Overall, at the initial stage of the marketization process, governments participated extensively in economic operations, which alleviated the misallocation of resources, market failures, and other phenomena caused by the undeveloped market mechanism and effectively boosted economic growth. After the middle stage of the marketization process, the market plays a major role in resource allocation, which promotes the effective circulation of the means of production and improves economic efficiency. The functions of governments and markets are relevant to different economic development situations, and both have great significance for high-quality agricultural development. Therefore, this paper proposes the following:

Hypothesis 2.

In the relationship between the government and the market, the government’s regulatory degree may promote or hinder high-quality agricultural development.

3.3. The Mechanism by Which the Development of the Non-State-Owned Economy Influences High-Quality Agricultural Development

Enterprises of all forms of ownership coexist in transition economies [51,52]. Among them, state-owned enterprises and non-state-owned enterprises are the leading force of national economic development, competing with each other in all industries. In China’s economic reform, the non-state-owned economy has played an important role [53]. It accounts for 75 percent of China’s total output. The rapid development of the non-state-owned economy has prompted the rural population to migrate to cities. The total labor force engaged in agricultural production has declined, which has led to an increase in agricultural productivity. The labor force flowing into the non-state-owned economy lowers the labor price and thus promotes the development of the labor market. The development of the labor market has improved the efficiency of labor factor allocation. Additionally, this further boosts the development of the non-state-owned economy, forming a virtuous cycle. High-quality agricultural development requires continuous improvement in the efficiency of agricultural production. It can be seen from the facts of agricultural development in China, that the development of the non-state-owned economy is closely related to the improvement in agricultural production efficiency. Therefore, this paper proposes the following:

Hypothesis 3.

The development of the non-state-owned economy may boost high-quality agricultural development.

3.4. The Mechanism by Which the Degree of Product Market Development Influences High-Quality Agricultural Development

The development of product markets is the basis for exercising the market’s ability to allocate resources. Additionally, the price regulatory mechanism formed by product marketization is the necessary condition to achieve effective resource allocation. A great deal of classic literature discusses the impact of marketization on economic development [54,55]. In recent years, studies on product marketization have gradually extended to agriculture. The impacts of agricultural product marketization on output, input, technologies, etc., can be found everywhere in the literature [56]. These studies consider the marketization of agricultural products as one of the driving forces for the transformation of subsistence production agriculture into maximization-oriented and market-based production. Such transformation affects not only the yield of agricultural products but also the choice of input factors [57]. There are many theories supporting the promotion of agricultural product marketization [58]. The main reason for this is that the development of agricultural product marketization provides more possibilities for applying new technologies in agricultural production. High-quality agricultural development needs to be driven by innovation. The development of the agricultural product market determines the innovative capabilities of agricultural production. Innovation is related to the promotion of high-quality agriculture development. Therefore, this paper proposes the following:

Hypothesis 4.

The degree of product market development may promote high-quality agricultural development.

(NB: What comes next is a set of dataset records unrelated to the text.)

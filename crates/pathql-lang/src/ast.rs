//! Expression tree for the query language.
//!
//! The tree is produced by an external parser and handed over as JSON. Every
//! node carries a `kind` tag; optional clauses may be omitted.

use serde::{Deserialize, Serialize};

/// An expression node.
#[derive(Debug, Clone, PartialEq, Serialize, Deserialize)]
#[serde(tag = "kind", rename_all = "snake_case")]
pub enum Expr {
    /// String literal.
    Str { value: String },
    /// Integer literal.
    Int { value: i64 },
    /// Float literal.
    Float { value: f64 },
    /// Boolean literal.
    Bool { value: bool },
    /// Set constructor `{a, b, ...}`; concatenates element results.
    Set {
        #[serde(default)]
        elements: Vec<Expr>,
    },
    /// Tuple constructor `(a, b)`.
    Tuple { elements: Vec<Expr> },
    /// Array constructor `[a, b]`.
    Array {
        #[serde(default)]
        elements: Vec<Expr>,
    },
    /// Named tuple constructor `(a := x, b := y)`.
    NamedTuple { elements: Vec<NamedElement> },
    /// Binary operator, including `IN`, `??` and `UNION`.
    #[serde(rename = "binop")]
    BinOp {
        op: String,
        left: Box<Expr>,
        right: Box<Expr>,
    },
    /// Unary operator, including `EXISTS` and `DISTINCT`.
    #[serde(rename = "unop")]
    UnaryOp { op: String, operand: Box<Expr> },
    /// Function call.
    Call {
        func: String,
        #[serde(default)]
        args: Vec<Expr>,
    },
    /// Type cast `<ty>expr`.
    Cast {
        #[serde(rename = "type")]
        ty: String,
        expr: Box<Expr>,
    },
    /// `if_expr IF condition ELSE else_expr`.
    IfElse {
        if_expr: Box<Expr>,
        condition: Box<Expr>,
        else_expr: Box<Expr>,
    },
    /// Indexing and slicing `arg[i][a:b]`.
    Indirection { arg: Box<Expr>, indices: Vec<Index> },
    /// Path expression.
    Path(PathExpr),
    /// Shape `subject { elements }`.
    Shape(Shape),
    /// SELECT statement.
    Select(Box<SelectQuery>),
    /// FOR statement.
    For(Box<ForQuery>),
    /// DETACHED expression.
    Detached { expr: Box<Expr> },
}

/// A named tuple element.
#[derive(Debug, Clone, PartialEq, Serialize, Deserialize)]
pub struct NamedElement {
    pub name: String,
    pub value: Expr,
}

/// One indirection step.
#[derive(Debug, Clone, PartialEq, Serialize, Deserialize)]
#[serde(tag = "kind", rename_all = "snake_case")]
pub enum Index {
    /// `[i]`
    Index { index: Box<Expr> },
    /// `[start:stop]`, either bound optional.
    Slice {
        #[serde(default)]
        start: Option<Box<Expr>>,
        #[serde(default)]
        stop: Option<Box<Expr>>,
    },
}

/// A path expression such as `Person.notes@metanote` or `.name`.
#[derive(Debug, Clone, PartialEq, Serialize, Deserialize)]
pub struct PathExpr {
    pub steps: Vec<PathStep>,
    /// The path starts mid-expression and is relative to the enclosing prefix.
    #[serde(default)]
    pub partial: bool,
}

impl PathExpr {
    /// Create a new absolute path.
    pub fn new(steps: Vec<PathStep>) -> Self {
        Self {
            steps,
            partial: false,
        }
    }

    /// Create a new partial path.
    pub fn partial(steps: Vec<PathStep>) -> Self {
        Self {
            steps,
            partial: true,
        }
    }
}

/// A path step.
#[derive(Debug, Clone, PartialEq, Serialize, Deserialize)]
#[serde(tag = "kind", rename_all = "snake_case")]
pub enum PathStep {
    /// Root anchor naming a type extent or an alias.
    ObjectRef { name: String },
    /// Pointer traversal.
    Ptr(Ptr),
    /// `[IS Type]`
    TypeIntersection {
        #[serde(rename = "type")]
        name: String,
    },
    /// A non-path expression used as the path root, e.g. `(SELECT ...).name`.
    Expr { expr: Box<Expr> },
}

/// A pointer reference.
#[derive(Debug, Clone, PartialEq, Eq, Hash, PartialOrd, Ord, Serialize, Deserialize)]
pub struct Ptr {
    pub name: String,
    #[serde(default)]
    pub direction: Direction,
    /// `@name` link property rather than a link or property.
    #[serde(default)]
    pub link_property: bool,
}

impl Ptr {
    /// Create a forward pointer.
    pub fn new(name: impl Into<String>) -> Self {
        Self {
            name: name.into(),
            direction: Direction::Forward,
            link_property: false,
        }
    }

    /// Name under which this pointer's values are stored on an object:
    /// link properties are `@`-prefixed.
    pub fn field_name(&self) -> String {
        if self.link_property {
            format!("@{}", self.name)
        } else {
            self.name.clone()
        }
    }
}

/// Pointer traversal direction.
#[derive(Debug, Clone, Copy, Default, PartialEq, Eq, Hash, PartialOrd, Ord, Serialize, Deserialize)]
#[serde(rename_all = "lowercase")]
pub enum Direction {
    /// `>` (default)
    #[default]
    #[serde(alias = ">")]
    Forward,
    /// `<`
    #[serde(alias = "<")]
    Backward,
}

/// A shape.
#[derive(Debug, Clone, PartialEq, Serialize, Deserialize)]
pub struct Shape {
    /// Subject; `None` shapes a fresh `VirtualObject`.
    #[serde(default)]
    pub expr: Option<Box<Expr>>,
    #[serde(default)]
    pub elements: Vec<ShapeElement>,
}

/// A shape element, e.g. `name`, `notes: {name} FILTER ...` or `n := .name`.
#[derive(Debug, Clone, PartialEq, Serialize, Deserialize)]
pub struct ShapeElement {
    pub ptr: Ptr,
    #[serde(default)]
    pub compexpr: Option<Expr>,
    #[serde(default)]
    pub elements: Vec<ShapeElement>,
    #[serde(default)]
    pub filter: Option<Expr>,
    #[serde(default)]
    pub order_by: Vec<SortExpr>,
    #[serde(default)]
    pub offset: Option<Expr>,
    #[serde(default)]
    pub limit: Option<Expr>,
}

impl ShapeElement {
    /// Create a plain element selecting `ptr`.
    pub fn new(ptr: Ptr) -> Self {
        Self {
            ptr,
            compexpr: None,
            elements: Vec::new(),
            filter: None,
            order_by: Vec::new(),
            offset: None,
            limit: None,
        }
    }

    /// The element's pointer as a single-step path.
    pub fn path(&self) -> PathExpr {
        PathExpr::new(vec![PathStep::Ptr(self.ptr.clone())])
    }
}

/// A `WITH name := expr` binding.
#[derive(Debug, Clone, PartialEq, Serialize, Deserialize)]
pub struct Alias {
    pub name: String,
    pub expr: Expr,
}

/// A SELECT statement.
#[derive(Debug, Clone, PartialEq, Serialize, Deserialize)]
pub struct SelectQuery {
    #[serde(default)]
    pub aliases: Vec<Alias>,
    pub result: Expr,
    #[serde(default)]
    pub result_alias: Option<String>,
    #[serde(default)]
    pub filter: Option<Expr>,
    #[serde(default)]
    pub order_by: Vec<SortExpr>,
    #[serde(default)]
    pub offset: Option<Expr>,
    #[serde(default)]
    pub limit: Option<Expr>,
}

impl SelectQuery {
    /// Create a new SELECT of `result` with no clauses.
    pub fn new(result: Expr) -> Self {
        Self {
            aliases: Vec::new(),
            result,
            result_alias: None,
            filter: None,
            order_by: Vec::new(),
            offset: None,
            limit: None,
        }
    }
}

/// A FOR statement: `FOR alias IN iterator UNION result`.
#[derive(Debug, Clone, PartialEq, Serialize, Deserialize)]
pub struct ForQuery {
    #[serde(default)]
    pub aliases: Vec<Alias>,
    pub iterator: Expr,
    pub iterator_alias: String,
    pub result: Expr,
}

/// An ORDER BY key.
#[derive(Debug, Clone, PartialEq, Serialize, Deserialize)]
pub struct SortExpr {
    pub path: Expr,
    #[serde(default)]
    pub direction: SortDirection,
    #[serde(default)]
    pub nones_order: Option<NonesOrder>,
}

/// Sort direction.
#[derive(Debug, Clone, Copy, Default, PartialEq, Eq, Serialize, Deserialize)]
#[serde(rename_all = "UPPERCASE")]
pub enum SortDirection {
    #[default]
    Asc,
    Desc,
}

/// Placement of empty sort keys.
#[derive(Debug, Clone, Copy, PartialEq, Eq, Serialize, Deserialize)]
#[serde(rename_all = "lowercase")]
pub enum NonesOrder {
    First,
    Last,
}

impl Expr {
    /// Short description of the node kind, for diagnostics.
    pub fn kind_name(&self) -> &'static str {
        match self {
            Expr::Str { .. } => "string literal",
            Expr::Int { .. } => "integer literal",
            Expr::Float { .. } => "float literal",
            Expr::Bool { .. } => "boolean literal",
            Expr::Set { .. } => "set",
            Expr::Tuple { .. } => "tuple",
            Expr::Array { .. } => "array",
            Expr::NamedTuple { .. } => "named tuple",
            Expr::BinOp { .. } => "binary operator",
            Expr::UnaryOp { .. } => "unary operator",
            Expr::Call { .. } => "function call",
            Expr::Cast { .. } => "cast",
            Expr::IfElse { .. } => "if/else",
            Expr::Indirection { .. } => "indirection",
            Expr::Path(_) => "path",
            Expr::Shape(_) => "shape",
            Expr::Select(_) => "select",
            Expr::For(_) => "for",
            Expr::Detached { .. } => "detached",
        }
    }
}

3.5. The Mechanism by Which the Degree of Factor Market Development Influences High-Quality Agricultural Development

A well-developed agricultural factor market is a prerequisite for agricultural development [59]. Agriculture is a labor-intensive industry, which means laborers’ skills are the main elements determining production. In an under-developed factor market, it is hard for laborers to improve frequently, and most of them lack the opportunities to improve their skills. In this situation, the productivity of agriculture would not be high because the techniques used remain at a low level. Additionally, it is hard to have technical innovation in agriculture with lower labor skills. In the agricultural goods market, lower productivity represents lower prices; thus, it is hard for the producers to input more capital to improve laborer skills.

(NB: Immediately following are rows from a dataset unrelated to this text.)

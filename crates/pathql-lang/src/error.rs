//! Error types for loading expression trees.

use thiserror::Error;

/// Error while loading an expression tree.
#[derive(Debug, Error)]
pub enum LangError {
    /// The input is not a well-formed tree.
    #[error("invalid JSON at line {line}, column {column}: {message}")]
    Json {
        message: String,
        line: usize,
        column: usize,
    },

    /// The tree decodes but violates a structural rule.
    #[error("invalid tree: {0}")]
    InvalidTree(String),
}

impl LangError {
    /// Create an invalid tree error.
    pub fn invalid(message: impl Into<String>) -> Self {
        LangError::InvalidTree(message.into())
    }
}

impl From<serde_json::Error> for LangError {
    fn from(err: serde_json::Error) -> Self {
        LangError::Json {
            message: err.to_string(),
            line: err.line(),
            column: err.column(),
        }
    }
}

Compared with the product market, marketization development of the factor market is relatively slow, and one of the main reasons is the constraint of local governments. Under a planned economy, the local government has the right to order agricultural products with locked prices. However, such interventions distort the factor price and thus distort the resource allocation in factor markets [60]. Much evidence suggests that the distorted factor price makes the production factor price fail to reflect the true factor market supply and demand, and thus causes a mismatch between factor supply and demand in agricultural production [61]. A lower price reduces the motivation for laborers to improve their skills and thus hinders agricultural development.

High-quality agricultural development is green and developmentally friendly to the environment. To solve the pollution problem of current agricultural production, technical improvement is required. Thus, skilled labor is a necessary input for agriculture. To improve labor skills, giving full play to the regulatory role of the factor market to enhance the accuracy of price regulation in the factor market is needed. Therefore, this paper proposes the following:

Hypothesis 5.

The degree of factor market development may positively affect high-quality agricultural development.

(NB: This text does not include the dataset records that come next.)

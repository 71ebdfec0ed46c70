//! Canonical path identity.
//!
//! Syntactic path expressions are flattened into a [`Path`]: a sequence of
//! [`PathElement`]s that compares by value. Two spellings denoting the same
//! value stream compare equal; this equality decides which references share
//! an iteration variable and which bound input a path resolves to.

use std::cmp::Ordering;
use std::fmt;
use std::rc::Rc;

use crate::error::Error;
use pathql_lang::{Direction, Expr, PathExpr, PathStep, SelectQuery};

/// One element of a canonical path.
///
/// Elements order by name first, across kinds. A pointer sorts after a type
/// intersection of the same name, and backward pointers (`<`) sort before
/// forward ones (`>`).
#[derive(Debug, Clone, PartialEq, Eq, Hash)]
pub enum PathElement {
    /// The path is relative to an implicit prefix.
    Partial,
    /// Root anchor naming a type extent or alias.
    ObjectRef(String),
    /// Pointer traversal.
    Pointer {
        name: String,
        direction: Direction,
        link_property: bool,
    },
    /// Narrowing to a type.
    TypeIntersection(String),
    /// A non-path expression at the root.
    Opaque(OpaqueExpr),
}

/// An embedded expression, compared by structure.
///
/// Equality, ordering and hashing go through the expression's `Debug`
/// rendering, so `NaN` literals compare equal and `0.0` differs from `-0.0`.
#[derive(Clone)]
pub struct OpaqueExpr {
    key: String,
    expr: Rc<Expr>,
}

impl OpaqueExpr {
    /// Wrap an expression.
    pub fn new(expr: &Expr) -> Self {
        Self {
            key: format!("{:?}", expr),
            expr: Rc::new(expr.clone()),
        }
    }

    /// The embedded expression.
    pub fn expr(&self) -> &Expr {
        &self.expr
    }
}

impl fmt::Debug for OpaqueExpr {
    fn fmt(&self, f: &mut fmt::Formatter<'_>) -> fmt::Result {
        write!(f, "Opaque({})", self.expr.kind_name())
    }
}

impl PartialEq for OpaqueExpr {
    fn eq(&self, other: &Self) -> bool {
        self.key == other.key
    }
}

impl Eq for OpaqueExpr {}

impl PartialOrd for OpaqueExpr {
    fn partial_cmp(&self, other: &Self) -> Option<Ordering> {
        Some(self.cmp(other))
    }
}

impl Ord for OpaqueExpr {
    fn cmp(&self, other: &Self) -> Ordering {
        self.key.cmp(&other.key)
    }
}

impl std::hash::Hash for OpaqueExpr {
    fn hash<H: std::hash::Hasher>(&self, state: &mut H) {
        self.key.hash(state);
    }
}

impl PathElement {
    fn name(&self) -> Option<&str> {
        match self {
            PathElement::ObjectRef(name) | PathElement::TypeIntersection(name) => Some(name.as_str()),
            PathElement::Pointer { name, .. } => Some(name.as_str()),
            PathElement::Partial | PathElement::Opaque(_) => None,
        }
    }

    fn pointer_tail(&self) -> Option<(char, bool)> {
        match self {
            PathElement::Pointer {
                direction,
                link_property,
                ..
            } => {
                let arrow = match direction {
                    Direction::Backward => '<',
                    Direction::Forward => '>',
                };
                Some((arrow, *link_property))
            }
            _ => None,
        }
    }

    fn rank(&self) -> u8 {
        match self {
            PathElement::Partial => 0,
            PathElement::ObjectRef(_) => 1,
            PathElement::TypeIntersection(_) => 2,
            PathElement::Pointer { .. } => 3,
            PathElement::Opaque(_) => 4,
        }
    }
}

impl PartialOrd for PathElement {
    fn partial_cmp(&self, other: &Self) -> Option<Ordering> {
        Some(self.cmp(other))
    }
}

impl Ord for PathElement {
    fn cmp(&self, other: &Self) -> Ordering {
        match (self, other) {
            (PathElement::Opaque(a), PathElement::Opaque(b)) => a.cmp(b),
            (PathElement::Opaque(_), _) => Ordering::Greater,
            (_, PathElement::Opaque(_)) => Ordering::Less,
            _ => self
                .name()
                .cmp(&other.name())
                .then_with(|| self.pointer_tail().cmp(&other.pointer_tail()))
                .then_with(|| self.rank().cmp(&other.rank())),
        }
    }
}

/// A canonical path.
///
/// Ordering is lexicographic by element, so a path sorts before every path
/// it is a prefix of.
#[derive(Debug, Clone, Default, PartialEq, Eq, PartialOrd, Ord, Hash)]
pub struct Path(Vec<PathElement>);

impl Path {
    /// The bare partial path, used when a prefix has no path of its own.
    pub fn partial_root() -> Self {
        Path(vec![PathElement::Partial])
    }

    /// A single-element path naming an alias or type extent.
    pub fn object_ref(name: &str) -> Self {
        Path(vec![PathElement::ObjectRef(name.to_string())])
    }

    /// Canonicalize a syntactic path without grafting.
    pub fn normalize(expr: &PathExpr) -> Result<Self, Error> {
        let mut path = Path::default();
        if expr.partial {
            path.0.push(PathElement::Partial);
        }
        path.extend_steps(&expr.steps)?;
        Ok(path)
    }

    /// Canonicalize `expr`, grafting it onto `prefix` if it is partial.
    ///
    /// The grafted path keeps the prefix's own partial marker.
    pub fn graft(prefix: Option<&Path>, expr: &PathExpr, always_partial: bool) -> Result<Self, Error> {
        if !(expr.partial || always_partial) {
            return Self::normalize(expr);
        }
        let mut path = prefix
            .cloned()
            .ok_or_else(|| Error::MissingPrefix(Self::normalize(expr).map(|p| p.to_string()).unwrap_or_default()))?;
        path.extend_steps(&expr.steps)?;
        Ok(path)
    }

    fn extend_steps(&mut self, steps: &[PathStep]) -> Result<(), Error> {
        for step in steps {
            let element = match step {
                PathStep::ObjectRef { name } => {
                    if !self.0.is_empty() {
                        return Err(Error::MalformedPath(format!(
                            "object ref '{}' after {}",
                            name, self
                        )));
                    }
                    PathElement::ObjectRef(name.clone())
                }
                PathStep::Expr { expr } => {
                    if !self.0.is_empty() {
                        return Err(Error::MalformedPath(format!(
                            "embedded {} after {}",
                            expr.kind_name(),
                            self
                        )));
                    }
                    PathElement::Opaque(OpaqueExpr::new(expr))
                }
                PathStep::Ptr(ptr) => PathElement::Pointer {
                    name: ptr.name.clone(),
                    direction: ptr.direction,
                    link_property: ptr.link_property,
                },
                PathStep::TypeIntersection { name } => PathElement::TypeIntersection(name.clone()),
            };
            self.0.push(element);
        }
        Ok(())
    }

    /// The elements of this path.
    pub fn elements(&self) -> &[PathElement] {
        &self.0
    }

    /// Number of elements.
    pub fn len(&self) -> usize {
        self.0.len()
    }

    /// Whether the path has no elements.
    pub fn is_empty(&self) -> bool {
        self.0.is_empty()
    }

    /// The first `len` elements.
    pub fn prefix(&self, len: usize) -> Path {
        Path(self.0[..len.min(self.0.len())].to_vec())
    }

    /// All elements but the last.
    pub fn parent(&self) -> Path {
        self.prefix(self.0.len().saturating_sub(1))
    }

    /// Whether the path is rooted at an object ref.
    pub fn is_anchored(&self) -> bool {
        matches!(self.0.first(), Some(PathElement::ObjectRef(_)))
    }

    /// Longest shared leading sequence of two paths.
    pub fn common_prefix(&self, other: &Path) -> Path {
        let len = self
            .0
            .iter()
            .zip(&other.0)
            .take_while(|(a, b)| a == b)
            .count();
        self.prefix(len)
    }
}

impl From<Vec<PathElement>> for Path {
    fn from(elements: Vec<PathElement>) -> Self {
        Path(elements)
    }
}

impl fmt::Display for Path {
    fn fmt(&self, f: &mut fmt::Formatter<'_>) -> fmt::Result {
        if self.0.is_empty() {
            return write!(f, "<empty>");
        }
        for element in &self.0 {
            match element {
                PathElement::Partial => write!(f, "<partial>")?,
                PathElement::ObjectRef(name) => write!(f, "{}", name)?,
                PathElement::Pointer {
                    name,
                    direction,
                    link_property,
                } => {
                    let sep = match (direction, link_property) {
                        (_, true) => "@",
                        (Direction::Forward, false) => ".",
                        (Direction::Backward, false) => ".<",
                    };
                    write!(f, "{}{}", sep, name)?
                }
                PathElement::TypeIntersection(name) => write!(f, "[IS {}]", name)?,
                PathElement::Opaque(expr) => write!(f, "({})", expr.expr().kind_name())?,
            }
        }
        Ok(())
    }
}

/// Path a SELECT's result is known by: its result alias if any, otherwise the
/// path of its (unshaped) result.
pub fn select_path(prefix: Option<&Path>, query: &SelectQuery) -> Result<Path, Error> {
    match &query.result_alias {
        Some(alias) => Ok(Path::object_ref(alias)),
        None => subject_path(prefix, Some(&query.result)),
    }
}

/// Path of a statement or expression, used as the prefix for everything
/// nested under it. Non-path expressions get the bare partial path.
pub fn result_path(prefix: Option<&Path>, expr: &Expr) -> Result<Path, Error> {
    match expr {
        Expr::Select(query) => select_path(prefix, query),
        Expr::For(query) => subject_path(prefix, Some(&query.result)),
        other => subject_path(prefix, Some(other)),
    }
}

/// Path of a shape subject; a missing subject is the bare partial path.
pub fn shape_path(prefix: Option<&Path>, subject: Option<&Expr>) -> Result<Path, Error> {
    match subject {
        Some(expr) => result_path(prefix, expr),
        None => Ok(Path::partial_root()),
    }
}

fn subject_path(prefix: Option<&Path>, expr: Option<&Expr>) -> Result<Path, Error> {
    let mut current = expr;
    while let Some(Expr::Shape(shape)) = current {
        current = shape.expr.as_deref();
    }
    match current {
        Some(Expr::Path(path)) => Path::graft(prefix, path, false),
        _ => Ok(Path::partial_root()),
    }
}

#[cfg(test)]
mod tests {
    use super::*;
    use pathql_lang::builder::*;

    fn parse(expr: Expr) -> PathExpr {
        match expr {
            Expr::Path(p) => p,
            other => panic!("not a path: {other:?}"),
        }
    }

    #[test]
    fn test_normalize_is_deterministic() {
        let expr = parse(path_steps(
            "Person",
            vec![ptr("notes"), is_type("Note"), link_prop("metanote")],
        ));
        let a = Path::normalize(&expr).unwrap();
        let b = Path::normalize(&expr).unwrap();
        assert_eq!(a, b);
        assert_eq!(a.len(), 4);
        assert_eq!(a.to_string(), "Person.notes[IS Note]@metanote");
    }

    #[test]
    fn test_graft_partial_onto_prefix() {
        let prefix = Path::normalize(&parse(path("Person", &["notes"]))).unwrap();
        let grafted = Path::graft(Some(&prefix), &PathExpr::partial(vec![ptr("name")]), false).unwrap();
        assert_eq!(
            grafted,
            Path::normalize(&parse(path("Person", &["notes", "name"]))).unwrap()
        );
    }

    #[test]
    fn test_graft_keeps_prefix_partial_marker() {
        let grafted = Path::graft(
            Some(&Path::partial_root()),
            &PathExpr::partial(vec![ptr("name")]),
            false,
        )
        .unwrap();
        assert_eq!(grafted.to_string(), "<partial>.name");
    }

    #[test]
    fn test_graft_absolute_ignores_prefix() {
        let prefix = Path::object_ref("Note");
        let expr = parse(path("Person", &["name"]));
        assert_eq!(
            Path::graft(Some(&prefix), &expr, false).unwrap(),
            Path::normalize(&expr).unwrap()
        );
    }

    #[test]
    fn test_graft_always_partial() {
        let prefix = Path::object_ref("Person");
        let element = PathExpr::new(vec![ptr("name")]);
        let grafted = Path::graft(Some(&prefix), &element, true).unwrap();
        assert_eq!(grafted.to_string(), "Person.name");
    }

    #[test]
    fn test_partial_without_prefix_fails() {
        let err = Path::graft(None, &PathExpr::partial(vec![ptr("name")]), false).unwrap_err();
        assert!(matches!(err, Error::MissingPrefix(_)));
    }

    #[test]
    fn test_opaque_compares_structurally() {
        let a = parse(expr_path(int_set(&[1, 2]), vec![ptr("x")]));
        let b = parse(expr_path(int_set(&[1, 2]), vec![ptr("x")]));
        let c = parse(expr_path(int_set(&[1, 3]), vec![ptr("x")]));
        assert_eq!(Path::normalize(&a).unwrap(), Path::normalize(&b).unwrap());
        assert_ne!(Path::normalize(&a).unwrap(), Path::normalize(&c).unwrap());
    }

    #[test]
    fn test_prefix_sorts_first() {
        let short = Path::normalize(&parse(path("Person", &[]))).unwrap();
        let long = Path::normalize(&parse(path("Person", &["name"]))).unwrap();
        assert!(short < long);
        assert_eq!(long.common_prefix(&short), short);
        assert_eq!(long.parent(), short);
    }

    #[test]
    fn test_element_order() {
        let pointer = |name: &str, direction| PathElement::Pointer {
            name: name.to_string(),
            direction,
            link_property: false,
        };

        assert!(pointer("notes", Direction::Backward) < pointer("notes", Direction::Forward));
        assert!(PathElement::TypeIntersection("notes".into()) < pointer("notes", Direction::Backward));
        assert!(PathElement::TypeIntersection("Note".into()) < pointer("name", Direction::Forward));
        assert!(PathElement::Partial < PathElement::ObjectRef("A".into()));

        let forward = Path::normalize(&parse(path_steps("Note", vec![ptr("owner")]))).unwrap();
        let backward = Path::normalize(&parse(path_steps("Note", vec![back("owner")]))).unwrap();
        assert!(backward < forward);
    }

    #[test]
    fn test_result_paths() {
        let person = Path::object_ref("Person");

        let query = select(shape(name("Person"), vec![element("name")])).build();
        assert_eq!(result_path(None, &query).unwrap(), person);

        let aliased = select(int(1)).alias("x").build();
        assert_eq!(result_path(None, &aliased).unwrap(), Path::object_ref("x"));

        let literal = select(int(1)).build();
        assert_eq!(result_path(None, &literal).unwrap(), Path::partial_root());

        assert_eq!(shape_path(Some(&person), None).unwrap(), Path::partial_root());
    }
}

3.6. The Mechanism by Which the Level of Market Order Influences High-Quality Agricultural Development

It is necessary to give full play to the price regulation role of the agricultural product market for high-quality agricultural development, and price regulation depends on the continuous improvement in market order. A good market order can prevent monopolies and vicious competition to protect the interests of both consumers and producers, thus promoting the effective operation of the price mechanism and the reasonable distribution of production elements as well as the level of market order, which further increases production efficiency [62,63]. High-quality agricultural development is a kind of sustainable development that needs a stable and healthy development environment. Additionally, based on the important role of the level of market order in the developmental environment, this paper proposes the following:

Hypothesis 6.

The level of market order may promote high-quality agricultural development.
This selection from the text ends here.